LE PARTENARIAT : HISTOIRE ET ESSAI DE DEFINITION

Intervention de Corinne MERINI
maître de conférences à l’IUFM de Versailles

Préambule

La distinction entre apprentissages savants, orientés par l’acquisition d’un corps constitué de savoir, et les apprentissages sociaux plus orientés par les pratiques sociales de référence s’impose dès lors qu’il s’agit de répondre à la question : les scénarii d’ouverture de l’école ont-ils un effet réel sur les apprentissages ?

Dans le cadre des apprentissages savants, la réponse est négative.La mise en place de partenariat n ’a pas d’effet sur l’évolution du corps constitué de connaissances.

Dans le cadre des apprentissages sociaux citoyenneté, santé, environnement, art, international, la réponse est positive. La mise en place d’un partenariat a un effet évident sur le rapport que les élèves entretiennent avec les savoirs et peut permettre en cela de nouvelles attitudes dans leur manière d’aborder les apprentissages.
Cependant, le fait de partager avec d’autres (les partenaires) certains apprentissages (citoyenneté, culture, art, etc.) est toujours délicat car il malmène l’identité professionnelle des enseignants.
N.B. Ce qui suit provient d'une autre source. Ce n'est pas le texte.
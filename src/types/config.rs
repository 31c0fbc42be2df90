use std::fs;
use std::path::{Path, PathBuf};

use anyhow::{Context, Result};
use serde::{Deserialize, Serialize};

/// File name looked up in the source directory when no `--config` is given
pub const CONFIG_FILE: &str = ".spiegel.yaml";

fn default_branch_prefix() -> String {
    "export-from-local-".to_string()
}

fn default_branches() -> Vec<String> {
    vec!["main".to_string(), "master".to_string()]
}

fn default_commit_message() -> String {
    "Export from local workspace".to_string()
}

/// Publisher configuration (.spiegel.yaml)
#[derive(Debug, Clone, PartialEq, Eq, Serialize, Deserialize)]
pub struct Config {
    /// Remote used when none is given on the command line
    #[serde(default, skip_serializing_if = "Option::is_none")]
    pub remote: Option<String>,

    /// Prefix for derived branch names
    #[serde(default = "default_branch_prefix")]
    pub branch_prefix: String,

    /// Probe order when the remote HEAD does not name a default branch
    #[serde(default = "default_branches")]
    pub default_branches: Vec<String>,

    /// Commit message stem; a timestamp is appended
    #[serde(default = "default_commit_message")]
    pub commit_message: String,

    /// Root for ephemeral clones (system temp dir when unset)
    #[serde(default, skip_serializing_if = "Option::is_none")]
    pub scratch_dir: Option<PathBuf>,

    /// Keep the ephemeral clone after a successful or aborted run
    #[serde(default)]
    pub keep_clone: bool,

    #[serde(default, skip_serializing_if = "Option::is_none")]
    pub author_name: Option<String>,

    #[serde(default, skip_serializing_if = "Option::is_none")]
    pub author_email: Option<String>,
}

impl Default for Config {
    fn default() -> Self {
        Self {
            remote: None,
            branch_prefix: default_branch_prefix(),
            default_branches: default_branches(),
            commit_message: default_commit_message(),
            scratch_dir: None,
            keep_clone: false,
            author_name: None,
            author_email: None,
        }
    }
}

impl Config {
    /// Load config from a YAML file
    pub fn load(path: &Path) -> Result<Self> {
        let content = fs::read_to_string(path)
            .with_context(|| format!("failed to read config: {}", path.display()))?;
        let config: Config = serde_yml::from_str(&content)
            .with_context(|| format!("failed to parse config: {}", path.display()))?;
        Ok(config)
    }

    /// Resolve the config for a run.
    ///
    /// An explicit path must load. The implicit `<source>/.spiegel.yaml` is
    /// optional, but once present it must load as well.
    pub fn discover(explicit: Option<&Path>, source: &Path) -> Result<Self> {
        match explicit {
            Some(path) => Self::load(path),
            None => {
                let implicit = source.join(CONFIG_FILE);
                if implicit.is_file() {
                    Self::load(&implicit)
                } else {
                    Ok(Self::default())
                }
            }
        }
    }

    /// Save config to a YAML file
    pub fn save(&self, path: &Path) -> Result<()> {
        let content = serde_yml::to_string(self).context("failed to serialize config")?;
        fs::write(path, content)
            .with_context(|| format!("failed to write config: {}", path.display()))?;
        Ok(())
    }

    /// Commit identity override, if both halves are configured
    pub fn identity(&self) -> Option<(String, String)> {
        match (&self.author_name, &self.author_email) {
            (Some(name), Some(email)) => Some((name.clone(), email.clone())),
            _ => None,
        }
    }
}

#[cfg(test)]
mod tests {
    use super::*;
    use tempfile::TempDir;

    #[test]
    fn test_default_config() {
        let config = Config::default();
        assert_eq!(config.branch_prefix, "export-from-local-");
        assert_eq!(config.default_branches, vec!["main", "master"]);
        assert!(config.remote.is_none());
        assert!(!config.keep_clone);
    }

    #[test]
    fn test_partial_yaml_fills_defaults() {
        let parsed: Config = serde_yml::from_str("remote: git@example.org:site.git\n").unwrap();
        assert_eq!(parsed.remote.as_deref(), Some("git@example.org:site.git"));
        assert_eq!(parsed.commit_message, "Export from local workspace");
        assert_eq!(parsed.default_branches, vec!["main", "master"]);
    }

    #[test]
    fn test_save_and_load() {
        let dir = TempDir::new().unwrap();
        let path = dir.path().join(CONFIG_FILE);
        let config = Config {
            remote: Some("https://example.org/site.git".to_string()),
            default_branches: vec!["trunk".to_string()],
            keep_clone: true,
            ..Config::default()
        };

        config.save(&path).unwrap();
        assert_eq!(Config::load(&path).unwrap(), config);
    }

    #[test]
    fn test_discover_missing_implicit_is_default() {
        let dir = TempDir::new().unwrap();
        let config = Config::discover(None, dir.path()).unwrap();
        assert_eq!(config, Config::default());
    }

    #[test]
    fn test_discover_malformed_implicit_fails() {
        let dir = TempDir::new().unwrap();
        fs::write(dir.path().join(CONFIG_FILE), "default_branches: [unterminated").unwrap();
        let err = Config::discover(None, dir.path()).unwrap_err();
        assert!(format!("{:#}", err).contains("failed to parse config"), "{:#}", err);
    }

    #[test]
    fn test_discover_reads_implicit() {
        let dir = TempDir::new().unwrap();
        fs::write(dir.path().join(CONFIG_FILE), "remote: /srv/site.git\n").unwrap();
        let config = Config::discover(None, dir.path()).unwrap();
        assert_eq!(config.remote.as_deref(), Some("/srv/site.git"));
    }

    #[test]
    fn test_discover_malformed_explicit_fails() {
        let dir = TempDir::new().unwrap();
        let path = dir.path().join("custom.yaml");
        fs::write(&path, "default_branches: [unterminated").unwrap();
        assert!(Config::discover(Some(&path), dir.path()).is_err());
    }

    #[test]
    fn test_identity_requires_both() {
        let mut config = Config {
            author_name: Some("Publisher".to_string()),
            ..Config::default()
        };
        assert!(config.identity().is_none());

        config.author_email = Some("publisher@example.org".to_string());
        assert_eq!(
            config.identity(),
            Some(("Publisher".to_string(), "publisher@example.org".to_string()))
        );
    }
}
C’est pourquoi il convient de parler ici de partenariat au bénéfice des élèves et non de partenariat au
bénéfice des apprentissages.

Évolution des travaux ayant abordé le partenariat

Des travaux de recherche sur, non pas la question du partenariat à l’école, mais les collaborations interinstitutionnelles dans le domaine de l’art, de l’éducation à la santé, de l’éducation à l’environnement, de l’éducation physique, etc., ont été conduits, à l’INRP, de 1987 à 1992, par 43 enseignants associés sous la direction de Danièle Zay. Ces travaux ont été publiés (voir la bibliographie annexée).
D’autre part, j’ai conduit une étude sur la formation des enseignants et les partenariats qui ont pu se nouer entre les ex-écoles normales et les terrains d’exercice. Ces travaux ont fait également l’objet d’une publication (voir la bibliographie annexée).
Mais c’est 1993 qui est l’année clef de la compréhension de la notion. Cette année-là, le colloque "Établissements et partenariats" regroupant des équipes internationales s’est tenu à l’INRP. Il a tenté de clarifier et de modéliser la notion. Des actes ont été publiés (là encore, voir la bibliographie annexée) qui permettent de dégager des éléments-clefs et une grammaire des actions d’ouverture.
Enfin, un numéro spécial d’Éducation permanente ayant pour thème le partenariat a été publié en 1997.

Archéologie de la notion

La notion de partenariat est une notion récente. Elle apparaît dans le dictionnaire Larousse en 1987.
Chacun met à l’intérieur ce qu’il a envie d’y mettre et se l’approprie de manière différente. Comment la clarifier au plan théorique ?
L’archéologie de la notion, la façon dont elle s’est construite, nous donne des éléments de compréhension. Le Larousse se place d’emblée dans une approche systémique en décrivant le partenariat comme un système associant des partenaires.
Il est donc important, si l’on veut comprendre le système lui-même, de comprendre les interrelations qui se nouent entre les partenaires et les niveaux d’actions. Cette notion, comme toutes celles portées par une série de mots très neufs (entreprenariat, actionnariat), est liée à l’économie libérale et à l’économie de marché. Cela se retrouve dans les mécanismes de concurrence et d’intérêts sur lesquels les partenariats vont s’appuyer.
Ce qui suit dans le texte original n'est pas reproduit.